§ The problem: In the entries below, filter for the word "RootCounter" and copy every matching line.

··· Data

#![allow(dead_code)]

use nsplug::framework::{
    Callable, Constructible, Fields, Func, Mappable, Namespace, NamespaceCreator, Object, Root,
};
use nsplug::{Context, Engine, GetReq, GetResult, Result, Value};
use std::collections::HashMap;
use std::sync::atomic::{AtomicU64, AtomicUsize, Ordering};
use std::sync::{Arc, Mutex};

/// Returns `value` for one key and nothing for every other key.
pub struct KeyValue {
    key: String,
    value: Object,
}

impl KeyValue {
    pub fn new(key: &str, value: Object) -> Self {
        Self {
            key: key.to_string(),
            value,
        }
    }
}

impl Namespace for KeyValue {
    fn get(&self, key: &str) -> anyhow::Result<Object> {
        if key == self.key {
            Ok(self.value.clone())
        } else {
            Ok(Object::Nil)
        }
    }
}

/// Mappable namespace backed by a static map.
pub struct KeyValueMap(pub Fields);

impl KeyValueMap {
    pub fn of<const N: usize>(entries: [(&str, Object); N]) -> Self {
        Self(
            entries
                .into_iter()
                .map(|(k, v)| (k.to_string(), v))
                .collect(),
        )
    }
}

impl Namespace for KeyValueMap {
    fn get(&self, key: &str) -> anyhow::Result<Object> {
        Ok(self.0.get(key).cloned().unwrap_or_default())
    }

    fn as_mappable(&self) -> Option<&dyn Mappable> {
        Some(self)
    }
}

impl Mappable for KeyValueMap {
    fn map(&self) -> anyhow::Result<Option<Fields>> {
        Ok(Some(self.0.clone()))
    }
}

/// Callable namespace answering every key with the same function.
pub struct CallNs(pub Func);

impl Namespace for CallNs {
    fn get(&self, _key: &str) -> anyhow::Result<Object> {
        anyhow::bail!("can't get")
    }

    fn as_callable(&self) -> Option<&dyn Callable> {
        Some(self)
    }
}

impl Callable for CallNs {
    fn func(&self, _key: &str) -> Option<Func> {
        Some(self.0.clone())
    }
}

pub struct GetErr;

impl Namespace for GetErr {
    fn get(&self, _key: &str) -> anyhow::Result<Object> {
        anyhow::bail!("get error")
    }
}

pub struct MapErr;

impl Namespace for MapErr {
    fn get(&self, _key: &str) -> anyhow::Result<Object> {
        Ok(Object::Map(HashMap::new()))
    }

    fn as_mappable(&self) -> Option<&dyn Mappable> {
        Some(self)
    }
}

impl Mappable for MapErr {
    fn map(&self) -> anyhow::Result<Option<Fields>> {
        anyhow::bail!("map error")
    }
}

/// Mappable namespace whose mapping is nil.
pub struct Nilable;

impl Namespace for Nilable {
    fn get(&self, _key: &str) -> anyhow::Result<Object> {
        Ok(Object::Nil)
    }

    fn as_mappable(&self) -> Option<&dyn Mappable> {
        Some(self)
    }
}

impl Mappable for Nilable {
    fn map(&self) -> anyhow::Result<Option<Fields>> {
        Ok(None)
    }
}

/// Receiver whose single function overwrites its state.
pub struct Mutable {
    value: Arc<Mutex<String>>,
}

impl Mutable {
    pub fn new(value: &str) -> Self {
        Self {
            value: Arc::new(Mutex::new(value.to_string())),
        }
    }

    fn current(&self) -> String {
        self.value.lock().unwrap().clone()
    }
}

impl Namespace for Mutable {
    fn get(&self, _key: &str) -> anyhow::Result<Object> {
        Ok(Object::value(self.current()))
    }

    fn as_mappable(&self) -> Option<&dyn Mappable> {
        Some(self)
    }

    fn as_callable(&self) -> Option<&dyn Callable> {
        Some(self)
    }
}

impl Mappable for Mutable {
    fn map(&self) -> anyhow::Result<Option<Fields>> {
        let mut fields = Fields::new();
        fields.insert("value".to_string(), Object::value(self.current()));
        Ok(Some(fields))
    }
}

impl Callable for Mutable {
    fn func(&self, _key: &str) -> Option<Func> {
        let value = Arc::clone(&self.value);
        Some(Func::new(move |s: String| {
            *value.lock().unwrap() = s;
            Object::value("OK")
        }))
    }
}

/// Root that is itself a namespace, delegating to `inner`.
pub struct Embed(pub Arc<dyn Namespace>);

impl Embed {
    pub fn new<N: Namespace + 'static>(inner: N) -> Self {
        Self(Arc::new(inner))
    }
}

impl Namespace for Embed {
    fn get(&self, key: &str) -> anyhow::Result<Object> {
        self.0.get(key)
    }

    fn as_mappable(&self) -> Option<&dyn Mappable> {
        self.0.as_mappable()
    }

    fn as_callable(&self) -> Option<&dyn Callable> {
        self.0.as_callable()
    }
}

impl Root for Embed {
    fn configure(&self, _config: &Context) -> anyhow::Result<()> {
        Ok(())
    }

    fn as_namespace(self: Arc<Self>) -> Option<Arc<dyn Namespace>> {
        Some(self)
    }
}

type Constructor =
    Box<dyn Fn(&Context) -> anyhow::Result<Option<Arc<dyn Namespace>>> + Send + Sync>;

/// Constructible root. Without a context it answers lookups and calls
/// itself; with one it builds a receiver through `constructor`.
#[derive(Default)]
pub struct RootNew {
    constructor: Option<Constructor>,
}

impl RootNew {
    pub fn with<F>(constructor: F) -> Self
    where
        F: Fn(&Context) -> anyhow::Result<Option<Arc<dyn Namespace>>> + Send + Sync + 'static,
    {
        Self {
            constructor: Some(Box::new(constructor)),
        }
    }
}

fn result_map(text: &str) -> Object {
    Object::map_of([("result", Object::value(text))])
}

impl Namespace for RootNew {
    fn get(&self, _key: &str) -> anyhow::Result<Object> {
        Ok(result_map("New not called (Get)"))
    }

    fn as_callable(&self) -> Option<&dyn Callable> {
        Some(self)
    }

    fn as_constructible(&self) -> Option<&dyn Constructible> {
        Some(self)
    }
}

impl Callable for RootNew {
    fn func(&self, _key: &str) -> Option<Func> {
        Some(Func::new(|| result_map("New not called (Func)")))
    }
}

impl Constructible for RootNew {
    fn construct(&self, receiver: &Context) -> anyhow::Result<Option<Arc<dyn Namespace>>> {
        match &self.constructor {
            Some(constructor) => constructor(receiver),
            None => Ok(Some(Arc::new(KeyValueMap::of([(
                "foo",
                result_map("New called"),
            )])))),
        }
    }
}

impl Root for RootNew {
    fn configure(&self, _config: &Context) -> anyhow::Result<()> {
        Ok(())
    }

    fn as_namespace(self: Arc<Self>) -> Option<Arc<dyn Namespace>> {
        Some(self)
    }
}

/// Stateful namespace counting its lookups.
#[derive(Default)]
pub struct Counter {
    count: AtomicU64,
}

impl Namespace for Counter {
    fn get(&self, _key: &str) -> anyhow::Result<Object> {
        Ok(Object::value(self.count.fetch_add(1, Ordering::SeqCst) + 1))
    }
}

/// Creator root building a fresh [`Counter`] per execution.
#[derive(Default, Clone)]
pub struct RootCounter {
    pub created: Arc<AtomicUsize>,
}

impl RootCounter {
    pub fn created(&self) -> usize {
        self.created.load(Ordering::SeqCst)
    }
}

impl NamespaceCreator for RootCounter {
    fn namespace(&self) -> Arc<dyn Namespace> {
        self.created.fetch_add(1, Ordering::SeqCst);
        Arc::new(Counter::default())
    }
}

impl Root for RootCounter {
    fn configure(&self, _config: &Context) -> anyhow::Result<()> {
        Ok(())
    }

    fn as_creator(&self) -> Option<&dyn NamespaceCreator> {
        Some(self)
    }
}

/// Root implementing neither capability.
pub struct RootNoImpl;

impl Root for RootNoImpl {
    fn configure(&self, _config: &Context) -> anyhow::Result<()> {
        Ok(())
    }
}

pub fn configured<R: Root + 'static>(root: R) -> Engine {
    let engine = Engine::new(root);
    engine.configure(&Context::new()).unwrap();
    engine
}

pub fn run<R: Root + 'static>(root: R, reqs: &[GetReq]) -> Result<Vec<GetResult>> {
    configured(root).get(reqs)
}

pub fn result(key_id: u64, keys: &[&str], value: Value) -> GetResult {
    GetResult {
        key_id,
        keys: keys.iter().map(|k| k.to_string()).collect(),
        value,
        context: None,
        callable: false,
    }
}

pub fn string(s: &str) -> Value {
    Value::String(s.to_string())
}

······

§ Output below:
pub struct RootCounter {
impl RootCounter {
impl NamespaceCreator for RootCounter {
impl Root for RootCounter {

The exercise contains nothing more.